(Material shown)

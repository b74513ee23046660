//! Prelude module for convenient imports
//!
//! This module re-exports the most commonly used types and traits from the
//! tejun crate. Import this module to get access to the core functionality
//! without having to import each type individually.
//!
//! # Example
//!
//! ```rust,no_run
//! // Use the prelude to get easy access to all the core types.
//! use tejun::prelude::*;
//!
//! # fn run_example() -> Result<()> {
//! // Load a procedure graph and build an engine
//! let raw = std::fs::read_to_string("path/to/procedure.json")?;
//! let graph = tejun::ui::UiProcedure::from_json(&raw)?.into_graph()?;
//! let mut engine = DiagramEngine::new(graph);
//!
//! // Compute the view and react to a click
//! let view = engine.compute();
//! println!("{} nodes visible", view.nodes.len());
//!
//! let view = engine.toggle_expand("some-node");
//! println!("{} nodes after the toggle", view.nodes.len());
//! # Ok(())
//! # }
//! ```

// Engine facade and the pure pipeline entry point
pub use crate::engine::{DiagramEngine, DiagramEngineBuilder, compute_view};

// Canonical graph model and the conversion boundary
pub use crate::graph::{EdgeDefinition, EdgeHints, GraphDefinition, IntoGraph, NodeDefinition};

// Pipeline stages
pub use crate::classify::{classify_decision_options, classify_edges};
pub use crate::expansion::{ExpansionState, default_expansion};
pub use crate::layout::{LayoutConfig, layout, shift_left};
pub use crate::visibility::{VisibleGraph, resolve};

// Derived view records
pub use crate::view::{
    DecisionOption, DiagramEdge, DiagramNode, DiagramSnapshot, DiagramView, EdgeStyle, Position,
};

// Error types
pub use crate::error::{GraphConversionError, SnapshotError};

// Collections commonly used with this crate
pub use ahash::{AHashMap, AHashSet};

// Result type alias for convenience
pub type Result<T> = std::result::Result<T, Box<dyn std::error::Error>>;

...

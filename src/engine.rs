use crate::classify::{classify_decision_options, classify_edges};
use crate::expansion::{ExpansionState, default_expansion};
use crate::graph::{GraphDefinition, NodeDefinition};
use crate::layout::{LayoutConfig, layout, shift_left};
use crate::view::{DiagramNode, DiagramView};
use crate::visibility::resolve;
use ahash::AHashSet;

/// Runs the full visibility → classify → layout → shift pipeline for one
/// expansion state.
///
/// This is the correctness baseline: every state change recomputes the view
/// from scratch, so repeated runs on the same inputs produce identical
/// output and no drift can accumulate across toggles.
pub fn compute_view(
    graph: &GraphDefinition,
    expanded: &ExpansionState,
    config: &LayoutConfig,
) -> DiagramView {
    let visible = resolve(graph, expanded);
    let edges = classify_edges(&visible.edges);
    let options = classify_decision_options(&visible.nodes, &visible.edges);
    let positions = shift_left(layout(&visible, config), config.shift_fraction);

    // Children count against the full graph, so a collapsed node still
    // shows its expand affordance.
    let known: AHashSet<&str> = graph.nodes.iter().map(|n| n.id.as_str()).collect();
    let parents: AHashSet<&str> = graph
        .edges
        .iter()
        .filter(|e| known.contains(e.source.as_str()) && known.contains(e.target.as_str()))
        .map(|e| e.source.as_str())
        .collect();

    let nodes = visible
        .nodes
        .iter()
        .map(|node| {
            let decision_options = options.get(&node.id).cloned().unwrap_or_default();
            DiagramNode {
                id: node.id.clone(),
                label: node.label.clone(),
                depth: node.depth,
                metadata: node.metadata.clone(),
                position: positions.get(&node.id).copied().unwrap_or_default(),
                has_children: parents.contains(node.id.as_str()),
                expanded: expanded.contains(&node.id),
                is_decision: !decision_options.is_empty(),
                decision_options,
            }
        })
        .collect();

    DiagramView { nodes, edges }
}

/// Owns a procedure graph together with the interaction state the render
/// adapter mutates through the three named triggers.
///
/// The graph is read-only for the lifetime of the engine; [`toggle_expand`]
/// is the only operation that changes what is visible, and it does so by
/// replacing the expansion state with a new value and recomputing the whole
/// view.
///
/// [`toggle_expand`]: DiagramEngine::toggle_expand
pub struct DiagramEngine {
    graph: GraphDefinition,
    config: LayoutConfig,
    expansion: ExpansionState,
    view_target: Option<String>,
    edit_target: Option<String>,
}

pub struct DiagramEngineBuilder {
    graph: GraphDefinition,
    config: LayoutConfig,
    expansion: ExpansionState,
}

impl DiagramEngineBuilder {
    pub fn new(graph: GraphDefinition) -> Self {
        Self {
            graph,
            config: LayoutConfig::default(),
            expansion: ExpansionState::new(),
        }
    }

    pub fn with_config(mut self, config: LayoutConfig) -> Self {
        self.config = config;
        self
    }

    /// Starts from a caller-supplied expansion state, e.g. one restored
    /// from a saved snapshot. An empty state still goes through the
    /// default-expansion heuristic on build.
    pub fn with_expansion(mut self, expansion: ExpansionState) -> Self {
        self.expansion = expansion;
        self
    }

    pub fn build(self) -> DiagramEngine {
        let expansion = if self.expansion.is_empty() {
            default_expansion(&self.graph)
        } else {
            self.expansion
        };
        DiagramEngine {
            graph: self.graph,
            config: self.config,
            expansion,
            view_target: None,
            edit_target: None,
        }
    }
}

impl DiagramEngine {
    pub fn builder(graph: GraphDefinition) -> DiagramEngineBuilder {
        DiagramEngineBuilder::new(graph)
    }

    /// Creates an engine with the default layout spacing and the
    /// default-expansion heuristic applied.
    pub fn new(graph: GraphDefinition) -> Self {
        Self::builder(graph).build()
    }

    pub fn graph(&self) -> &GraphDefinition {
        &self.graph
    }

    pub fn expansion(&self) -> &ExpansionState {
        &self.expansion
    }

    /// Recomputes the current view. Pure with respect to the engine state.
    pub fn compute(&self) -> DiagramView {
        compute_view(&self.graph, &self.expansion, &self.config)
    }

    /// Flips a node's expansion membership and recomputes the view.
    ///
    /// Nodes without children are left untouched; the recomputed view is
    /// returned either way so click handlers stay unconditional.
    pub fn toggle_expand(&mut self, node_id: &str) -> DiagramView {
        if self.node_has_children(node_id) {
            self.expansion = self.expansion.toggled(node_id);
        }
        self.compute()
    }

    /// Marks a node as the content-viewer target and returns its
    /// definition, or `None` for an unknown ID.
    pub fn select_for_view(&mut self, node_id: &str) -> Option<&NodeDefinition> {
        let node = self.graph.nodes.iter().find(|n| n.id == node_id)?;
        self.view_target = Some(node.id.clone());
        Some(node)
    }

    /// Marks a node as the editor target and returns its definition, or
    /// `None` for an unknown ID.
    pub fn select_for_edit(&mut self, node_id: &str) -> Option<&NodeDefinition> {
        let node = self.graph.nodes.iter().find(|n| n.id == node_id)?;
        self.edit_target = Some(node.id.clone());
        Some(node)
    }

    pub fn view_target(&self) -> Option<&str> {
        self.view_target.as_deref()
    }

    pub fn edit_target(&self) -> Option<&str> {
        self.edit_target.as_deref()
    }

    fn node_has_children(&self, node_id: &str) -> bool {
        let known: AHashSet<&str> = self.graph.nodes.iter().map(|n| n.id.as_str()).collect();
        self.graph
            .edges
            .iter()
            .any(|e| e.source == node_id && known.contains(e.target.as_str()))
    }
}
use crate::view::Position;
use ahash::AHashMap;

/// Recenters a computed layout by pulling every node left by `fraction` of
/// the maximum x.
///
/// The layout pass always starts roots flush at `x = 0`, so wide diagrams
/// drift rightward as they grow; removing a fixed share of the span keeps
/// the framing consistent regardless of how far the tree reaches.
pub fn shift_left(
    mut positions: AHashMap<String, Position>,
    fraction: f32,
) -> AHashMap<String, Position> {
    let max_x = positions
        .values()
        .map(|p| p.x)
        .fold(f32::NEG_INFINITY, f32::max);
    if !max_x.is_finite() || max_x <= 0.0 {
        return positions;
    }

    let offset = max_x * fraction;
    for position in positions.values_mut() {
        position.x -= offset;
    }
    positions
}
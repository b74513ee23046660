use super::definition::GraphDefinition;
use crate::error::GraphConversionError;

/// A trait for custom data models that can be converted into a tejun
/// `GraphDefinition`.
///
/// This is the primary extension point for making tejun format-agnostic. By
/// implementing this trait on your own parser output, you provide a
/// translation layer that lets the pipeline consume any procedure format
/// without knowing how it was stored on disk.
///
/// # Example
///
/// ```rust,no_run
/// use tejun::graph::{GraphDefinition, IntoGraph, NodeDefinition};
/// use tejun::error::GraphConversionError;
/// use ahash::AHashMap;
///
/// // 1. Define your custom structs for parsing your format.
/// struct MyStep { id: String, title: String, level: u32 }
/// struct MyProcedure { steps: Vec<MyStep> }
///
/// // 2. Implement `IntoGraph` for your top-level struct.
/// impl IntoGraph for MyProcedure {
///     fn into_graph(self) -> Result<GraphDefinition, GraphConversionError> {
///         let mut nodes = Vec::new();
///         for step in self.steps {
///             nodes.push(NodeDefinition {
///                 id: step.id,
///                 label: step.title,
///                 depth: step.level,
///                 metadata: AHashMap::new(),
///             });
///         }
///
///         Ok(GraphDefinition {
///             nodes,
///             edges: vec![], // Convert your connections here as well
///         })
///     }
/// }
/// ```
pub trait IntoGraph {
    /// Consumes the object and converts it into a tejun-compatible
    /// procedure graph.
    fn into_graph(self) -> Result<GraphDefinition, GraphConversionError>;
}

(Exercise prompt) Looking at the entries above, can you reproduce exactly the lines from the one that holds "pub fn compute(&self)" through the one that holds "pub fn select_for_view(&mut", and only those?

(Task response)
    pub fn compute(&self) -> DiagramView {
        compute_view(&self.graph, &self.expansion, &self.config)
    }

    /// Flips a node's expansion membership and recomputes the view.
    ///
    /// Nodes without children are left untouched; the recomputed view is
    /// returned either way so click handlers stay unconditional.
    pub fn toggle_expand(&mut self, node_id: &str) -> DiagramView {
        if self.node_has_children(node_id) {
            self.expansion = self.expansion.toggled(node_id);
        }
        self.compute()
    }

    /// Marks a node as the content-viewer target and returns its
    /// definition, or `None` for an unknown ID.
    pub fn select_for_view(&mut self, node_id: &str) -> Option<&NodeDefinition> {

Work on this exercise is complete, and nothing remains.